WHAT THE EXERCISE ASKS.
Look through the entries that follow and count the lines with the word "means". The reply is that number alone.

Collected data entries:
================================

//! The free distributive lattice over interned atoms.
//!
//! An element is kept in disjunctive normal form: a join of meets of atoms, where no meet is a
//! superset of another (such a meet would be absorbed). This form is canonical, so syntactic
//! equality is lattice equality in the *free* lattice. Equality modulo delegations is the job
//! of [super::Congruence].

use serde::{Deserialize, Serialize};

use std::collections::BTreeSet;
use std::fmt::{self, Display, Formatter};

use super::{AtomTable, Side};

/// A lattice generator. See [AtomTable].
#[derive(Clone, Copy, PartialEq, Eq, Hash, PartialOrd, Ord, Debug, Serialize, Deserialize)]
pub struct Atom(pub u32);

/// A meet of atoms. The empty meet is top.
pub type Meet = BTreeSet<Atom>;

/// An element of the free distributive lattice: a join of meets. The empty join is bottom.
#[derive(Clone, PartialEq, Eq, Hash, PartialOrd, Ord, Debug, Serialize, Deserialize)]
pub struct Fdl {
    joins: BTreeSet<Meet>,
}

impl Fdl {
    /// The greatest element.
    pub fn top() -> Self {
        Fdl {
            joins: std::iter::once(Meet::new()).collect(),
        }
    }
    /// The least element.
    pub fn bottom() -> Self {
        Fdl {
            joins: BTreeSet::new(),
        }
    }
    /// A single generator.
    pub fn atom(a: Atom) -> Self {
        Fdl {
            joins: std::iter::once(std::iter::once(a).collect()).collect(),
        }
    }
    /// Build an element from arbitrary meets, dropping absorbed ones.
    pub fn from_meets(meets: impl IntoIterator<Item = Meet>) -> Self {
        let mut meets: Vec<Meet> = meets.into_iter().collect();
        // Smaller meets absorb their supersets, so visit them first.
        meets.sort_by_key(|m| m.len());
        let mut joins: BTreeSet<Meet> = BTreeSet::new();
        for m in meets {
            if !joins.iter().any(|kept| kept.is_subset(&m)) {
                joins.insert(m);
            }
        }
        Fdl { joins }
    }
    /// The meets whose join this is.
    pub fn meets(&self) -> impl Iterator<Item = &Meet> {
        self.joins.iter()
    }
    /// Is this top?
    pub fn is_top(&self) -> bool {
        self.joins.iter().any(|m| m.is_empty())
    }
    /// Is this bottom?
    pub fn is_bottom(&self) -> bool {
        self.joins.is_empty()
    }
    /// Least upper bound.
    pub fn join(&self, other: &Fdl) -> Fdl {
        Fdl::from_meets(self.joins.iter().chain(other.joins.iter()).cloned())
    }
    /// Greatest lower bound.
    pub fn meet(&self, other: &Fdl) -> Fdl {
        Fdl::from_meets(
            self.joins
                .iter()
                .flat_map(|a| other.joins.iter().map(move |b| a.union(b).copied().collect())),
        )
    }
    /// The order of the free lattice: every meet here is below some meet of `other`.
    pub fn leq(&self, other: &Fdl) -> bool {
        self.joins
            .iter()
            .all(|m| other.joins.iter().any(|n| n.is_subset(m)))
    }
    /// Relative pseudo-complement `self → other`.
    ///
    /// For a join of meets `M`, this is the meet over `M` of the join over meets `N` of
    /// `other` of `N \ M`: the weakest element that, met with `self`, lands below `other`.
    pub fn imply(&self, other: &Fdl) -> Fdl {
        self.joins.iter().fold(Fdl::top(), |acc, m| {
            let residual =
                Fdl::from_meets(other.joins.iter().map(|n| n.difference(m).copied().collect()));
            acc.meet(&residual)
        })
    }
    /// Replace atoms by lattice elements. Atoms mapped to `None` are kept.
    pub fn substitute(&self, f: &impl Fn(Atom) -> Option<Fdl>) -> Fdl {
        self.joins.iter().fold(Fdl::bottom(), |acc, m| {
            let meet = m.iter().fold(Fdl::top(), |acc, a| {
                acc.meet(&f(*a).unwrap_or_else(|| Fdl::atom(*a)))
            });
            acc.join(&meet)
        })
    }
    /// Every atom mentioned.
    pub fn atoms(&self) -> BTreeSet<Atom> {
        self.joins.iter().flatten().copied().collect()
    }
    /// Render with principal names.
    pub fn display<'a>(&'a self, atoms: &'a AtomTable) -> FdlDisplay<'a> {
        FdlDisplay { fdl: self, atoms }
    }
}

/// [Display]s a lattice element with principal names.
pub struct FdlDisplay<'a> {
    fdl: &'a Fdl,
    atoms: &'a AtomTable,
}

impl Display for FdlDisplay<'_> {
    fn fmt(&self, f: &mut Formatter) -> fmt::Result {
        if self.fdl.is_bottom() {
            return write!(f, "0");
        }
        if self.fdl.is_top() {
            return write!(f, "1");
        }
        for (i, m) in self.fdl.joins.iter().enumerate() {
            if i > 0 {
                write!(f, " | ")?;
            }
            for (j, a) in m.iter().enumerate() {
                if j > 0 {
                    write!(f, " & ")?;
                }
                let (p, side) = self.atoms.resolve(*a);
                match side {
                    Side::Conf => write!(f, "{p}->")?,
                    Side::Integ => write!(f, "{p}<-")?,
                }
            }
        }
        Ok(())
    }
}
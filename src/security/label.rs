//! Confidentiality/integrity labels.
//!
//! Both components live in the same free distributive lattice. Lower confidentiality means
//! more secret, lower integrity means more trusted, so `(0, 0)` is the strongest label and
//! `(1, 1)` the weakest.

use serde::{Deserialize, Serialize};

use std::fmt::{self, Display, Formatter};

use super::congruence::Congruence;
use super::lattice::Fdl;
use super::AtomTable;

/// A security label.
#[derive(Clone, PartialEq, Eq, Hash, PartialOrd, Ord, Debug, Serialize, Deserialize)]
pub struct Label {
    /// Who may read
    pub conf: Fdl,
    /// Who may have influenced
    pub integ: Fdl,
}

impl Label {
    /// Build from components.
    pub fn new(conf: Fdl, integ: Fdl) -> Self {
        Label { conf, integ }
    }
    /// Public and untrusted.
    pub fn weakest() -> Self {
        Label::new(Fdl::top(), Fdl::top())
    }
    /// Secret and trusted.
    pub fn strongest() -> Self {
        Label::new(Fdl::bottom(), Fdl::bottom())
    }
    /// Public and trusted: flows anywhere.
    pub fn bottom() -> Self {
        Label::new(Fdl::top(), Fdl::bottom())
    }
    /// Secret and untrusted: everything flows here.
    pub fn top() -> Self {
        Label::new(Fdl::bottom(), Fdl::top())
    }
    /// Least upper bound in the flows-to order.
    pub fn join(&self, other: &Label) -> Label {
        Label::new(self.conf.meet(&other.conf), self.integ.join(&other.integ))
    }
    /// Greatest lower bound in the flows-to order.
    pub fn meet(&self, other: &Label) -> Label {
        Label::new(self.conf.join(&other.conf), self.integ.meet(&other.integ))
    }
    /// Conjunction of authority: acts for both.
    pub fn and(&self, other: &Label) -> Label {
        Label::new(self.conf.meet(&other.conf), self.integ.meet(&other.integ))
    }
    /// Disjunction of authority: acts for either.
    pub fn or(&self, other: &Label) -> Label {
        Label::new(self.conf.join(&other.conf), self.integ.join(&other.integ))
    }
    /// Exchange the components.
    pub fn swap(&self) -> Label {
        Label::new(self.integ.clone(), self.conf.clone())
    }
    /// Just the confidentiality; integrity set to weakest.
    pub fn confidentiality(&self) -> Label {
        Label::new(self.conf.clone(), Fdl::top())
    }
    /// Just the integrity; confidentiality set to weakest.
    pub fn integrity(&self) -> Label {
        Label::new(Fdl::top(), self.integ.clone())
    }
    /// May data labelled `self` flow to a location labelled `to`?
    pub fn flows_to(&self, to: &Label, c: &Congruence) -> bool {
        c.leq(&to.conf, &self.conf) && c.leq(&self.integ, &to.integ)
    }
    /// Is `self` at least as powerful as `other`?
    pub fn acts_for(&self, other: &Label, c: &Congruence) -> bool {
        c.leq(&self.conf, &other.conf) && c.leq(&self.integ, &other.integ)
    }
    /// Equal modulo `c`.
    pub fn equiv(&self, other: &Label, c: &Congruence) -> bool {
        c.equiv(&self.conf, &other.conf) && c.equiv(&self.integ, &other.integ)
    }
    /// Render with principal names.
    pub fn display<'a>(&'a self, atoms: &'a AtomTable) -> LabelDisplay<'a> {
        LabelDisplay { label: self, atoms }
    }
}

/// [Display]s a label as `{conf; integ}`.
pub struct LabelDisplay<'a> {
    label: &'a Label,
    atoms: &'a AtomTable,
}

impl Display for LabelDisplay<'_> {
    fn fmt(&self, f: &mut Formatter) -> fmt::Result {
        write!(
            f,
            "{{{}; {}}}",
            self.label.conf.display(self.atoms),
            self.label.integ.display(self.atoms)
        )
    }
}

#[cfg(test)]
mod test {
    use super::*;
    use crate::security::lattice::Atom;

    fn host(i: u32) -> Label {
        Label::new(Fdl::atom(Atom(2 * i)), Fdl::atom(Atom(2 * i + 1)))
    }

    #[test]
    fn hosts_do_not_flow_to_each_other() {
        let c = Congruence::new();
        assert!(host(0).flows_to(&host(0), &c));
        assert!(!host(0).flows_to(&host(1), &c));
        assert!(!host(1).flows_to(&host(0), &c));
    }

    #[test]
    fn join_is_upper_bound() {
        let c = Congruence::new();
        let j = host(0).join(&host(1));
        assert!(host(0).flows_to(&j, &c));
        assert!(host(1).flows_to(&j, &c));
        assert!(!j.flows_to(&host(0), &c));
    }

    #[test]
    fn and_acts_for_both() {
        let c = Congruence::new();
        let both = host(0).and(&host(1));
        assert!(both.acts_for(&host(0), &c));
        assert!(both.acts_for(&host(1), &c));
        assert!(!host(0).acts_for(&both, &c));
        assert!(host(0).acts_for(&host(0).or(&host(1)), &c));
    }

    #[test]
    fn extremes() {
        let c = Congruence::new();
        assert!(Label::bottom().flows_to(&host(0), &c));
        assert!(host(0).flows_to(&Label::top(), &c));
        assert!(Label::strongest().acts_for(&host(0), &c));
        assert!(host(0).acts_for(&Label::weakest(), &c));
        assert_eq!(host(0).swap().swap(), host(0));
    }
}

================================

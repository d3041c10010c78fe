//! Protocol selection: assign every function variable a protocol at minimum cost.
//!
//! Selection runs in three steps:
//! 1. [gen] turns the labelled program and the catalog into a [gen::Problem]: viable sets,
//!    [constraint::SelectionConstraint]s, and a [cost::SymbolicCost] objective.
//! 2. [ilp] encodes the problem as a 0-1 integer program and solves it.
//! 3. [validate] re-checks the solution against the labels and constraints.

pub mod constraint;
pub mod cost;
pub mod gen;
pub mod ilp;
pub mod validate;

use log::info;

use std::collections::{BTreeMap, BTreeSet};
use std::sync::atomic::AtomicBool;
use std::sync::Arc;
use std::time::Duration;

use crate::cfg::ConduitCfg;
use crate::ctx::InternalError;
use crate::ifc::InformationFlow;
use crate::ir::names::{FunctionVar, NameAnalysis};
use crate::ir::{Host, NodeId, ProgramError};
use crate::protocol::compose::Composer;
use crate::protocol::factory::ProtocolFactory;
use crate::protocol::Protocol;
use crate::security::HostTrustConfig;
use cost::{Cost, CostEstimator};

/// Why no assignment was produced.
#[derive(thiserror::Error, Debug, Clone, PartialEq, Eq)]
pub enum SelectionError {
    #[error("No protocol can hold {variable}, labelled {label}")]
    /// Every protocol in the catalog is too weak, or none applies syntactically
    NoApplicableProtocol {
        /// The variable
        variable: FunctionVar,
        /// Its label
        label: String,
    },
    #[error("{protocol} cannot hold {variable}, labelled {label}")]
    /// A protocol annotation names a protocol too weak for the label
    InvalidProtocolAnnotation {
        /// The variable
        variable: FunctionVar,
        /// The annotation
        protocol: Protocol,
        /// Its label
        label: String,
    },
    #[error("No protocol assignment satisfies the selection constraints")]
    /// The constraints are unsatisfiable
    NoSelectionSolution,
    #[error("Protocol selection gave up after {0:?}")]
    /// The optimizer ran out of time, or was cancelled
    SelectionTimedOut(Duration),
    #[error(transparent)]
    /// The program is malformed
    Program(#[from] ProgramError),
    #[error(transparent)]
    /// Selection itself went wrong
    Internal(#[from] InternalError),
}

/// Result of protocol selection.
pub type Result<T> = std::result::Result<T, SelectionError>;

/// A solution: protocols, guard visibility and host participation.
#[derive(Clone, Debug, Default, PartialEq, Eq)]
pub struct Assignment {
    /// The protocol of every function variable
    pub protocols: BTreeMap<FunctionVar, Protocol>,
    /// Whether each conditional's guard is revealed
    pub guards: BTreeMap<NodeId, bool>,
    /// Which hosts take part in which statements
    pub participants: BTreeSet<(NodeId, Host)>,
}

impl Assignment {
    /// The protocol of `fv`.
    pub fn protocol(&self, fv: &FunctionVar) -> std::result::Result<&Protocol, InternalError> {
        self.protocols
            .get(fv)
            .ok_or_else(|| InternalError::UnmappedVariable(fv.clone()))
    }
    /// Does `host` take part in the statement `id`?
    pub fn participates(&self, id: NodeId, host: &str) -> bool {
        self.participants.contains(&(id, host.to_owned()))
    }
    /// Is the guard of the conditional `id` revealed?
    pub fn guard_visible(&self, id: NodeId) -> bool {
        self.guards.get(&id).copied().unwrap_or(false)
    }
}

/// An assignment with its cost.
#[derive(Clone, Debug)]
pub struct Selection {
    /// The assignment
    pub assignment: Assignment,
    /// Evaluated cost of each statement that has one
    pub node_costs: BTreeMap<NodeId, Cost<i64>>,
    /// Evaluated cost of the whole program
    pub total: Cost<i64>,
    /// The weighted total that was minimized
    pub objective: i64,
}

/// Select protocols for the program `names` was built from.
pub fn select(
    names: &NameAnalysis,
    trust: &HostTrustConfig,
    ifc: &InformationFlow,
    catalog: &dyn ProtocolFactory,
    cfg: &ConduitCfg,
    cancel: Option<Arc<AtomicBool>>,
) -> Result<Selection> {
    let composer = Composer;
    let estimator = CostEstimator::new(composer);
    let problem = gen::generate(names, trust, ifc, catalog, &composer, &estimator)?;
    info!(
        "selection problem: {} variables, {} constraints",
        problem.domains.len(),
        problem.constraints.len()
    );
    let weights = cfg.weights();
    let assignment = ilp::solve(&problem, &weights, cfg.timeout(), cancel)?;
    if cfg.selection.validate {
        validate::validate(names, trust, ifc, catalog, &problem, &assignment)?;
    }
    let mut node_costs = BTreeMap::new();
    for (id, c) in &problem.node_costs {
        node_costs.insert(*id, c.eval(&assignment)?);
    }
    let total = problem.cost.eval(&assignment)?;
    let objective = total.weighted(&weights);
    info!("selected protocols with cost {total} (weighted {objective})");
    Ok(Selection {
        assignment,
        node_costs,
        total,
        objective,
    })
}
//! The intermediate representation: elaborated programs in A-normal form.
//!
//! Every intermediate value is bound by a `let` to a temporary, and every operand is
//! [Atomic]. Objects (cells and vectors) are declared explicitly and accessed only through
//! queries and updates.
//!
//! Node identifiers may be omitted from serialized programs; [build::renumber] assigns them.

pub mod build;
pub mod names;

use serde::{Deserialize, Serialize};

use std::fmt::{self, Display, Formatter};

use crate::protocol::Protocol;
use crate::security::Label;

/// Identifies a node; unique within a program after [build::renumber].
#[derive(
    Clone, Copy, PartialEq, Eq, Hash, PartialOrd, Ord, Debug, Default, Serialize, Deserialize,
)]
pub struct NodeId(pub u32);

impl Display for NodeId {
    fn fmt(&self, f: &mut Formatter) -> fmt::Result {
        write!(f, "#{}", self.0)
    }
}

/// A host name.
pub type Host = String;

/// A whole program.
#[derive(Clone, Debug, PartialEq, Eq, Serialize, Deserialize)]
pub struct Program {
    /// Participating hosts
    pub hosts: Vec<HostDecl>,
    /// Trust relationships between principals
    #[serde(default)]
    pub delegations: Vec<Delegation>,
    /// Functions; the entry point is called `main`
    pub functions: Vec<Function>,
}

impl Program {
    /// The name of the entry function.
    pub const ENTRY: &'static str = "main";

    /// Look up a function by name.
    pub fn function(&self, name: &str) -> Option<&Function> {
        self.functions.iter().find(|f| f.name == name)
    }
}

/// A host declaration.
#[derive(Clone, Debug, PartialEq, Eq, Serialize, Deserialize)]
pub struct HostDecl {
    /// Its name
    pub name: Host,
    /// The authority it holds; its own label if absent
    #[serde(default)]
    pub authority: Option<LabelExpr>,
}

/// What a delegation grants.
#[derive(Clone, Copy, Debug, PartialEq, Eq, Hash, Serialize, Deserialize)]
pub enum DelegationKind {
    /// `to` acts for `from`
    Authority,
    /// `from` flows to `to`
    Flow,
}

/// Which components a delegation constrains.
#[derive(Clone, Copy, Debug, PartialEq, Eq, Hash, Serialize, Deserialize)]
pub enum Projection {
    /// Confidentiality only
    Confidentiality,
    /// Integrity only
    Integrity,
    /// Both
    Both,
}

================================

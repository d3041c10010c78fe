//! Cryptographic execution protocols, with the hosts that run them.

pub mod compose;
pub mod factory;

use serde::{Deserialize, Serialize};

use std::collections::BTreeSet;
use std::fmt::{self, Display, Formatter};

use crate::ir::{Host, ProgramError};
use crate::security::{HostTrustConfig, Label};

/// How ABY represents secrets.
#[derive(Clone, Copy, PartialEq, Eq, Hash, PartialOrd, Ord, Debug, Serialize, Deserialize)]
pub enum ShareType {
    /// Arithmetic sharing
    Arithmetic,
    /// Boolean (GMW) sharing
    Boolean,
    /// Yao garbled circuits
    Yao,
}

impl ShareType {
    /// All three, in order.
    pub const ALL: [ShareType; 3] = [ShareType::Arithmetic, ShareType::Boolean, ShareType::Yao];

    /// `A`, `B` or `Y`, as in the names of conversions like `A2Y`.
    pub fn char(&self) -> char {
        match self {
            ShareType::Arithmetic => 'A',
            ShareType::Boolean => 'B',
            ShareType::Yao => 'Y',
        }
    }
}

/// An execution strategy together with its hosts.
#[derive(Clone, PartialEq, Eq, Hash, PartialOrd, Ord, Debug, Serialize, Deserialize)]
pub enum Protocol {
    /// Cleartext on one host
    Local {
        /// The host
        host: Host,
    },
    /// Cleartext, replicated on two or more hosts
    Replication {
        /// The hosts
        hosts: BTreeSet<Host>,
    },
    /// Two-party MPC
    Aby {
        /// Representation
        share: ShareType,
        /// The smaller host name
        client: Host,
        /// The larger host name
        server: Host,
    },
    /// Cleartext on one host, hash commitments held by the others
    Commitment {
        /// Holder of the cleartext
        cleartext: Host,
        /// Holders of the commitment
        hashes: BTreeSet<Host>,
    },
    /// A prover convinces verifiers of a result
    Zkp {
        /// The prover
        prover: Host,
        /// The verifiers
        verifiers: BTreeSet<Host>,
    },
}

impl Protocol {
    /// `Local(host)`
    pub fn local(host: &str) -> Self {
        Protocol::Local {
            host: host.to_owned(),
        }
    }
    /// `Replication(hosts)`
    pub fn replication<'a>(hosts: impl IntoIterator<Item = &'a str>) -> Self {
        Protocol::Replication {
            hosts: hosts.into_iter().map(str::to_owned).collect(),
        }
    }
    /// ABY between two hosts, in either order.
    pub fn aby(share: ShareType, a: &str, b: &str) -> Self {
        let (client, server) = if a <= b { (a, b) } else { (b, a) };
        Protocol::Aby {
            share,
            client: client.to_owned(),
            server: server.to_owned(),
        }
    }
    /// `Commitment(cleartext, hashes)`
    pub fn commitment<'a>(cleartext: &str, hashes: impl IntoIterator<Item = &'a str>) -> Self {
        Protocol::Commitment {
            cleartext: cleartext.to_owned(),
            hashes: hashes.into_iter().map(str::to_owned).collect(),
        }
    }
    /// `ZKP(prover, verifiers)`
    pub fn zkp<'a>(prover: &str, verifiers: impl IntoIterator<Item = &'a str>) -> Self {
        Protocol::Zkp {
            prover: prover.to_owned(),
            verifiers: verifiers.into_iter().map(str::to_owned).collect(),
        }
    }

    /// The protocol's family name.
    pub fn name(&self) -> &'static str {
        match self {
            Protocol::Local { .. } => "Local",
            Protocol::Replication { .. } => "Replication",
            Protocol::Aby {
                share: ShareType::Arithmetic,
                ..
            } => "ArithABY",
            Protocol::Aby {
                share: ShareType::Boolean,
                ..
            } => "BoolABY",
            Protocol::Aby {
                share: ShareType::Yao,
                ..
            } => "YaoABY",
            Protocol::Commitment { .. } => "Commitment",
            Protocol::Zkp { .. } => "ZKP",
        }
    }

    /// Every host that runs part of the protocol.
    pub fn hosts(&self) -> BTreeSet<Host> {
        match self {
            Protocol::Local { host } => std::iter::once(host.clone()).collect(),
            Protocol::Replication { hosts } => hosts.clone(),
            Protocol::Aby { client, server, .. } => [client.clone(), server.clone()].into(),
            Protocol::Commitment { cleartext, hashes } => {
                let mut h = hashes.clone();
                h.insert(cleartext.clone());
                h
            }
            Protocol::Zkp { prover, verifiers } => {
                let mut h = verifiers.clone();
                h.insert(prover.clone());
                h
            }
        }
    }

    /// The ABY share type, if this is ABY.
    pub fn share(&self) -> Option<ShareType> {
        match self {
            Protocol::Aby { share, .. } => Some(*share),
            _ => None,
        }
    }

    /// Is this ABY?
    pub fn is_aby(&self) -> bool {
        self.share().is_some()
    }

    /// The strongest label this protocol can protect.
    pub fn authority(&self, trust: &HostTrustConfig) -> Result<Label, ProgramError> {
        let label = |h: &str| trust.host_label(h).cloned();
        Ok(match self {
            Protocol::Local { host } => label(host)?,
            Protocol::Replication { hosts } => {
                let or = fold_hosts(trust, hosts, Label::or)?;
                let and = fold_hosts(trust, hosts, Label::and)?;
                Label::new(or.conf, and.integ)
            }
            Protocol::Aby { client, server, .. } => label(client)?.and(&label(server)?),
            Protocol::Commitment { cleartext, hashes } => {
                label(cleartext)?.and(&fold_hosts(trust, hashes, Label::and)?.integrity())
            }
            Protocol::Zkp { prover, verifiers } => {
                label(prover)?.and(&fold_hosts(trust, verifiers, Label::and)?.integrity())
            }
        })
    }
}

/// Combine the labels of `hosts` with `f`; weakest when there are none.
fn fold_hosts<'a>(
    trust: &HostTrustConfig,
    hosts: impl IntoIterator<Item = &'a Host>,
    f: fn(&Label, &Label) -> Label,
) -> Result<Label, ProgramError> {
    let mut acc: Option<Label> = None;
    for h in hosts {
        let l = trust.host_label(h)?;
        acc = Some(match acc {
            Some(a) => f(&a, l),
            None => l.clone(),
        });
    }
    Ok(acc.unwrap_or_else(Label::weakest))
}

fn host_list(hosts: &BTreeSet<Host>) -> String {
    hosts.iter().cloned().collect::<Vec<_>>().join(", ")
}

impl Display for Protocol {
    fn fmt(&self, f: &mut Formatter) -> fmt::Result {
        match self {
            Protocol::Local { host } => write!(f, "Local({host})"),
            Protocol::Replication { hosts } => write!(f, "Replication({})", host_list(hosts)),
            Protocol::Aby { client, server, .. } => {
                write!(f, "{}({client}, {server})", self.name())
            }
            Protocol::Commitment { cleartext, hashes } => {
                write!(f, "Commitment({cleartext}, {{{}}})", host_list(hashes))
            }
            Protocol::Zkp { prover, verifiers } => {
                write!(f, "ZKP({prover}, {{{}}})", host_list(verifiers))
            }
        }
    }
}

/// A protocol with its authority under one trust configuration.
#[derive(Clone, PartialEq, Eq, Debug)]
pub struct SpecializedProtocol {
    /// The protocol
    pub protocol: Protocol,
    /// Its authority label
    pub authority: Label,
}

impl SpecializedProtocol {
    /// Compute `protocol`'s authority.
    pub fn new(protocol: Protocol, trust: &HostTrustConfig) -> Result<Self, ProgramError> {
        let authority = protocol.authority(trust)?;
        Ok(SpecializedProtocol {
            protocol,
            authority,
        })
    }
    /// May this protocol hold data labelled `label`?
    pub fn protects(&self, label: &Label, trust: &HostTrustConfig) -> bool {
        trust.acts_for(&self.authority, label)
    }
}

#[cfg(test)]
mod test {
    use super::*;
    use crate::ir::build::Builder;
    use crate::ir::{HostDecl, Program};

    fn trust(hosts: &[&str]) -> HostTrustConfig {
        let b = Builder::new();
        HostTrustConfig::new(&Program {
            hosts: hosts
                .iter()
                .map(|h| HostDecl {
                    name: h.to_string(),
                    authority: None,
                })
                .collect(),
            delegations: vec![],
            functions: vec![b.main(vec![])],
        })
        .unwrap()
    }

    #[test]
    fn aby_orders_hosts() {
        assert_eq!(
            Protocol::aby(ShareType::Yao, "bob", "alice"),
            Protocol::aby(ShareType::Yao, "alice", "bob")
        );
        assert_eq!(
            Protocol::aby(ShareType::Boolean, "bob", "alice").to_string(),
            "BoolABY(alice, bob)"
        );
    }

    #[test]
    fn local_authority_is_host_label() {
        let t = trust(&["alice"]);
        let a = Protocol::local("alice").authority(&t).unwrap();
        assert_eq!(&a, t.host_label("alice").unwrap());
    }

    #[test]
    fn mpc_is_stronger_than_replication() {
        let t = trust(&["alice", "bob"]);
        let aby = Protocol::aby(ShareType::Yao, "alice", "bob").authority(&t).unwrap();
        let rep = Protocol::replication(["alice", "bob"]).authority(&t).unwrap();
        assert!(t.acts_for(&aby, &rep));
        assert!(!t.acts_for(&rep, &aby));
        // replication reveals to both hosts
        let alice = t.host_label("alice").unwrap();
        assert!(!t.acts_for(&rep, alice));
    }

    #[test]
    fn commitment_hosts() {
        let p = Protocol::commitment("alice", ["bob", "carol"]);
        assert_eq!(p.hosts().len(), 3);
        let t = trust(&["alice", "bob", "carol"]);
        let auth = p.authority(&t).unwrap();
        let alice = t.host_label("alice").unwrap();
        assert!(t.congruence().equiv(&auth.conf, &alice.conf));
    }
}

================================

SOLVED PROBLEM.
2